Interpellation de Philippe Fontaine député wallon à Fadila Laanan, Ministre de la Jeunesse, concernant :
"Le plan de fréquence radio"


Madame la Ministre,
Tous les députés de notre assemblée ont reçu un mail provenant de la radio Al Manar attirant notre attention sur le probable manque de représentativité de cette radio au sein du nouveau plan de fréquences radios.

Ce plan de fréquence a déjà fait couler beaucoup d’encre et nous ne manquerons pas d’encore y être vigilants !

Ma question ne portera pas spécifiquement sur l’inquiétude de la radio Al Manar mais plus généralement sur le sort des radios communautaires, qui s’adresse prioritairement à une communauté de personnes, qu’elle soit espagnole, turque, italienne, arabe ou autre.

L’article 56 alinéa 2 du décret du 27 février 2003 sur la radiodiffusion stipule que lorsqu’il statue sur les demandes en réponse à l’appel d’offres destiné à l’attribution des fréquences et qu’il accorde les autorisations, le Collège d’avis et de contrôle « veille à assurer une diversité du paysage radiophonique et un équilibre entre les différents formats de radios, à travers l’offre musicale, culturelle et d’information ».
De plus, selon l’article 7 §1 2° du décret du 27 février 2003 sur la radiodiffusion : « Par offre pluraliste, il faut entendre une offre médiatique à travers une pluralité de médias indépendants et autonomes reflétant la diversité la plus large possible d’opinions et d’idées. »

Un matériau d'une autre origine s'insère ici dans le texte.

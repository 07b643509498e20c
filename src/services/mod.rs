pub mod avatar_service;
pub mod comment_service;
pub mod credentials;
pub mod email_service;
pub mod favorite_service;
pub mod password_reset_service;
pub mod reset_code_store;
pub mod user_service;

pub use avatar_service::{AvatarError, AvatarService};
pub use comment_service::{CommentService, CommentServiceError};
pub use email_service::{create_email_service, EmailError, EmailService, MockEmailService};
pub use favorite_service::{FavoriteService, FavoriteServiceError};
pub use password_reset_service::{
    Clock, PasswordResetError, PasswordResetService, PasswordResetSettings, SystemClock,
};
pub use reset_code_store::{InMemoryResetCodeStore, ResetCodeStore};
pub use user_service::{UserService, UserServiceError};
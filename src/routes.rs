use crate::config::current_environment;
use crate::handlers;
use crate::services::avatar_service::AVATAR_URL_PREFIX;
use crate::AppState;
use axum::{
    body::Body,
    extract::DefaultBodyLimit,
    http::{HeaderValue, Request},
    middleware::{self, Next},
    response::{Json, Response},
    routing::{delete, get, post, put},
    Router,
};
use serde_json::{json, Value};
use tower_http::{services::ServeDir, trace::TraceLayer};

/// Room for multipart boundaries and headers on top of the file itself.
const MULTIPART_OVERHEAD: usize = 64 * 1024;

pub fn app_router(app_state: AppState) -> Router {
    let avatar_dir = app_state.avatar_service.directory().to_path_buf();
    let body_limit = app_state.avatar_service.max_bytes() + MULTIPART_OVERHEAD;

    Router::new()
        .route("/", get(index_handler))
        // Users. GET takes an email, the rest a numeric id.
        .route("/users/register", post(handlers::register_handler))
        .route("/users/login", post(handlers::login_handler))
        .route(
            "/users/{user}",
            get(handlers::get_user_handler)
                .put(handlers::update_user_handler)
                .delete(handlers::delete_user_handler),
        )
        .route("/users/{user}/avatar", post(handlers::upload_avatar_handler))
        .route("/users/{user}/password", put(handlers::update_password_handler))
        // Password reset
        .route("/password-reset/initiate", post(handlers::initiate_reset_handler))
        .route("/password-reset/verify", post(handlers::verify_reset_handler))
        .route("/password-reset/complete", post(handlers::complete_reset_handler))
        // Favorites
        .route(
            "/favorites",
            post(handlers::add_favorite_handler).delete(handlers::remove_favorite_handler),
        )
        .route("/favorites/{user_id}", get(handlers::list_favorites_handler))
        // Comments
        .route(
            "/comments",
            post(handlers::add_comment_handler).delete(handlers::delete_matching_comments_handler),
        )
        .route("/comments/{comment_id}", delete(handlers::delete_comment_handler))
        .route(
            "/comments/landmark/{landmark_id}",
            get(handlers::landmark_comments_handler),
        )
        .route("/comments/user/{user_id}", get(handlers::user_reviews_handler))
        // Catalog
        .route("/landmarks", get(handlers::list_landmarks_handler))
        .route("/landmarks/{landmark_id}", get(handlers::get_landmark_handler))
        // Static files
        .nest_service(AVATAR_URL_PREFIX, ServeDir::new(avatar_dir))
        // Layers
        .layer(DefaultBodyLimit::max(body_limit))
        .layer(middleware::from_fn(add_security_headers))
        .layer(TraceLayer::new_for_http())
        .with_state(app_state)
}

async fn index_handler() -> Json<Value> {
    Json(json!({
        "message": "Welcome to Place API",
        "endpoints": {
            "register": "/users/register (POST)",
            "login": "/users/login (POST)",
            "user_profile": "/users/{email} (GET)",
            "landmarks": "/landmarks (GET)",
            "password_reset": "/password-reset/initiate (POST)"
        }
    }))
}

async fn add_security_headers(request: Request<Body>, next: Next) -> Response {
    let mut response = next.run(request).await;
    let headers = response.headers_mut();

    headers.insert("X-Content-Type-Options", HeaderValue::from_static("nosniff"));
    headers.insert("X-Frame-Options", HeaderValue::from_static("DENY"));
    headers.insert("Referrer-Policy", HeaderValue::from_static("no-referrer"));

    if current_environment() == "production" {
        headers.insert(
            "Strict-Transport-Security",
            HeaderValue::from_static("max-age=31536000; includeSubDomains"),
        );
    }

    response
}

Dans une recommandation du 29 août 2007, le Collège d’autorisation et de contrôle (CAC) précisait en outre que : « Pour apprécier la diversité des contenus, le Collège d’autorisation et de contrôle prend principalement en considération, de façon cumulative ou alternative selon les données disponibles, les éléments suivants :
Pour les programmes en général :
- Publics cibles touchés par la pluralité des radios ;
- Catégories et description de programmes diffusés ;
- Description des formats des radios : type, public cible ;
- Sources de programmes (production propre, coproduction, achat de programmes) ;

Pour les programmes d’information :
- Importance de l’information dans la programmation ;
- Nature des informations ;
- Procédures de collecte d’information ;
- Partenariats en matière d’information ;

Pour les autres programmes :
- Styles de musiques diffusées à l’antenne et partenariats éventuels;
- Types de jeux et partenariats éventuels;
- Types d’émissions culturelles et partenariats éventuels.
 »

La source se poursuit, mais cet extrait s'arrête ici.